[Assignment]
Which lines of the listing below contain the word "CheckerRunStats"? Copy each of them.

[Records for this exercise]
+ + +
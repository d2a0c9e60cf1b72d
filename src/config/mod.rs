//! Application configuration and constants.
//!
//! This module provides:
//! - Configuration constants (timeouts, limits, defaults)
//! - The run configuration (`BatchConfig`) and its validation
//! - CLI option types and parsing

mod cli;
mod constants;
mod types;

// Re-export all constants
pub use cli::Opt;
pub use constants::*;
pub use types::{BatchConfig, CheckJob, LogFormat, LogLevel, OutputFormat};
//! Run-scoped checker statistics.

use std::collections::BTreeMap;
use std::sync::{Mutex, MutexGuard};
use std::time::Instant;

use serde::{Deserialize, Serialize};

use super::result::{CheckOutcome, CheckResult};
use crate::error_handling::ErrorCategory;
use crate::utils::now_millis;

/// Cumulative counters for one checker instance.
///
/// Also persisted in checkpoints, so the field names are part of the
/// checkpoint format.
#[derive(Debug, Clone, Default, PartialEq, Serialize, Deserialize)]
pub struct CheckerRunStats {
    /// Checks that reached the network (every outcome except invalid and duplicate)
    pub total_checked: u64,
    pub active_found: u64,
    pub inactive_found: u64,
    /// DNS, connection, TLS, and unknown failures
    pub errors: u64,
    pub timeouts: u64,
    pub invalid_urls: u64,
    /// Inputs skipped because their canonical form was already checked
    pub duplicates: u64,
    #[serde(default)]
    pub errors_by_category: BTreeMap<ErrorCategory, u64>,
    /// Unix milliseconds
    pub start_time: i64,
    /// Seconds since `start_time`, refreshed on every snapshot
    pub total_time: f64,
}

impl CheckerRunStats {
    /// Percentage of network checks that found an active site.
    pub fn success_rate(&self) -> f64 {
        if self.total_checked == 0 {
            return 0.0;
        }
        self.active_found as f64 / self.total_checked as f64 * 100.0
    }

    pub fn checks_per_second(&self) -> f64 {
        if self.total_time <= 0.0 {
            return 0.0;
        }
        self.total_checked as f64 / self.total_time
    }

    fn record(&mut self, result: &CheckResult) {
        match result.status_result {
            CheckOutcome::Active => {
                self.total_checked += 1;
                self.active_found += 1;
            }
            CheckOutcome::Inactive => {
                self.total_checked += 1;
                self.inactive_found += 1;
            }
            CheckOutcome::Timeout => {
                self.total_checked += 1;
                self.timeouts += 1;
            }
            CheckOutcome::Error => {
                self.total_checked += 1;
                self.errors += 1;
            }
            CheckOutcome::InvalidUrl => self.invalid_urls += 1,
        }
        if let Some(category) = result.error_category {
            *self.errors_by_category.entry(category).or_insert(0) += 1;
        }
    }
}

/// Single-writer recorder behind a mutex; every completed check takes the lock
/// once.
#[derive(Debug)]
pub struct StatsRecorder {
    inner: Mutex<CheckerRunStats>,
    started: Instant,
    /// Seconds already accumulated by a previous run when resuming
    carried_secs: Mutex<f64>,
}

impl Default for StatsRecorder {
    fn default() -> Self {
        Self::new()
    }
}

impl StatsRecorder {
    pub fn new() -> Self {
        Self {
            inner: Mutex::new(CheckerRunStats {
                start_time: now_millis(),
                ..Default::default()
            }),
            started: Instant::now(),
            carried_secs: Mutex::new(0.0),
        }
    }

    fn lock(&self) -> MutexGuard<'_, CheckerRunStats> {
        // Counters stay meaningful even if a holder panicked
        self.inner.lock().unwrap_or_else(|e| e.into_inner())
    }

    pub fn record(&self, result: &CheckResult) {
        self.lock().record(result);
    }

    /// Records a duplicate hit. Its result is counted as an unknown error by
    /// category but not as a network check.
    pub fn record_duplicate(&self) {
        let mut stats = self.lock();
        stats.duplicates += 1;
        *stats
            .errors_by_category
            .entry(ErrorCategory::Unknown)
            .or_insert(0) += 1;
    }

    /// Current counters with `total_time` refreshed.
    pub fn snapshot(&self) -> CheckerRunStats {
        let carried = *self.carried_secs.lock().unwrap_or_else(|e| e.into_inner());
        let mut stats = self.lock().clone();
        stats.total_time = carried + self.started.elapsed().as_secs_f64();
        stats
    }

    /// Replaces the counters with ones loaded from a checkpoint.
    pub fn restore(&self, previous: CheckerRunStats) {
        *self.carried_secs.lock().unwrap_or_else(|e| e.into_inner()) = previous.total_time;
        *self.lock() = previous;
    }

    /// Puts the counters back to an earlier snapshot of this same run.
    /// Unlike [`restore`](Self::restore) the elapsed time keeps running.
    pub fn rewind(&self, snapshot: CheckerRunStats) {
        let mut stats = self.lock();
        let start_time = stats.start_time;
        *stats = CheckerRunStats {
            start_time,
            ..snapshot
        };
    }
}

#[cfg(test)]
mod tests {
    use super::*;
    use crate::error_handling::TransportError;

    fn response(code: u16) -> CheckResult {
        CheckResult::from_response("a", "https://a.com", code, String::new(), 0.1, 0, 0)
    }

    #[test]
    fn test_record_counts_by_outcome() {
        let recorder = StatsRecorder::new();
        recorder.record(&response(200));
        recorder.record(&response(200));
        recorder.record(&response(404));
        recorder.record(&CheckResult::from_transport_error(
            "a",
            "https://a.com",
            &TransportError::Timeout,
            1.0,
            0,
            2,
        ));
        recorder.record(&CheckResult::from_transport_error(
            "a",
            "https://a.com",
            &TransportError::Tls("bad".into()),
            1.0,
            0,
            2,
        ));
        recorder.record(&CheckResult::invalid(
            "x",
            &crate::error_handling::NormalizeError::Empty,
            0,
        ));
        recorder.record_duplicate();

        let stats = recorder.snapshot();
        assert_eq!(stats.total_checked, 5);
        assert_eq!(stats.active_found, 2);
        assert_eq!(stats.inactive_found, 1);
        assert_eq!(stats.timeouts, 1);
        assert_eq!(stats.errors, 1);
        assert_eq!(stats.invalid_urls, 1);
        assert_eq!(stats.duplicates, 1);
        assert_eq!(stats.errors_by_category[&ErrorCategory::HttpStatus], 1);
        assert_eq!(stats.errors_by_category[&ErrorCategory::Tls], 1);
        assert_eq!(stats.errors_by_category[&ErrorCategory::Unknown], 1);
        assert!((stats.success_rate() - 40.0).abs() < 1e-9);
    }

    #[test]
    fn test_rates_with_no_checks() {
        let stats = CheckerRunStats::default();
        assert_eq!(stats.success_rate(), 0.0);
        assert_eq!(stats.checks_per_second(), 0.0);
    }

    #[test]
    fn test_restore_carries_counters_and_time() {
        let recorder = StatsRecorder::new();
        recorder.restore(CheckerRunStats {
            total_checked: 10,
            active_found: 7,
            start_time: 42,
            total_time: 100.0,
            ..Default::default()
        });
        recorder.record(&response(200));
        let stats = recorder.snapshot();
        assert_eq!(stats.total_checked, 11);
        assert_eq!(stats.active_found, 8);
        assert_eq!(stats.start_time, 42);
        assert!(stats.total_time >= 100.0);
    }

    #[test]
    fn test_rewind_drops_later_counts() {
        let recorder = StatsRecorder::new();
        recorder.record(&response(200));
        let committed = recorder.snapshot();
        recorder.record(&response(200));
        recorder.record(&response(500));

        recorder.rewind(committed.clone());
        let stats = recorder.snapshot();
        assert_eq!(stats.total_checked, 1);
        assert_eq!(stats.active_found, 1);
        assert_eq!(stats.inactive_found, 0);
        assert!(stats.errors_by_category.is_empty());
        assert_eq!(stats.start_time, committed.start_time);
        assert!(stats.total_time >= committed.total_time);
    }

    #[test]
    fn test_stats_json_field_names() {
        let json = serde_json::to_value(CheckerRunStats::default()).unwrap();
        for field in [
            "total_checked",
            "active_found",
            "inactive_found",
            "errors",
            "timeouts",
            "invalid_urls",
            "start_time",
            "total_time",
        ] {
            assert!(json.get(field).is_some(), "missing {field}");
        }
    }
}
+ + +
[Output of the task]
pub struct CheckerRunStats {
impl CheckerRunStats {
    inner: Mutex<CheckerRunStats>,
            inner: Mutex::new(CheckerRunStats {
    fn lock(&self) -> MutexGuard<'_, CheckerRunStats> {
    pub fn snapshot(&self) -> CheckerRunStats {
    pub fn restore(&self, previous: CheckerRunStats) {
    pub fn rewind(&self, snapshot: CheckerRunStats) {
        *stats = CheckerRunStats {
        let stats = CheckerRunStats::default();
        recorder.restore(CheckerRunStats {
        let json = serde_json::to_value(CheckerRunStats::default()).unwrap();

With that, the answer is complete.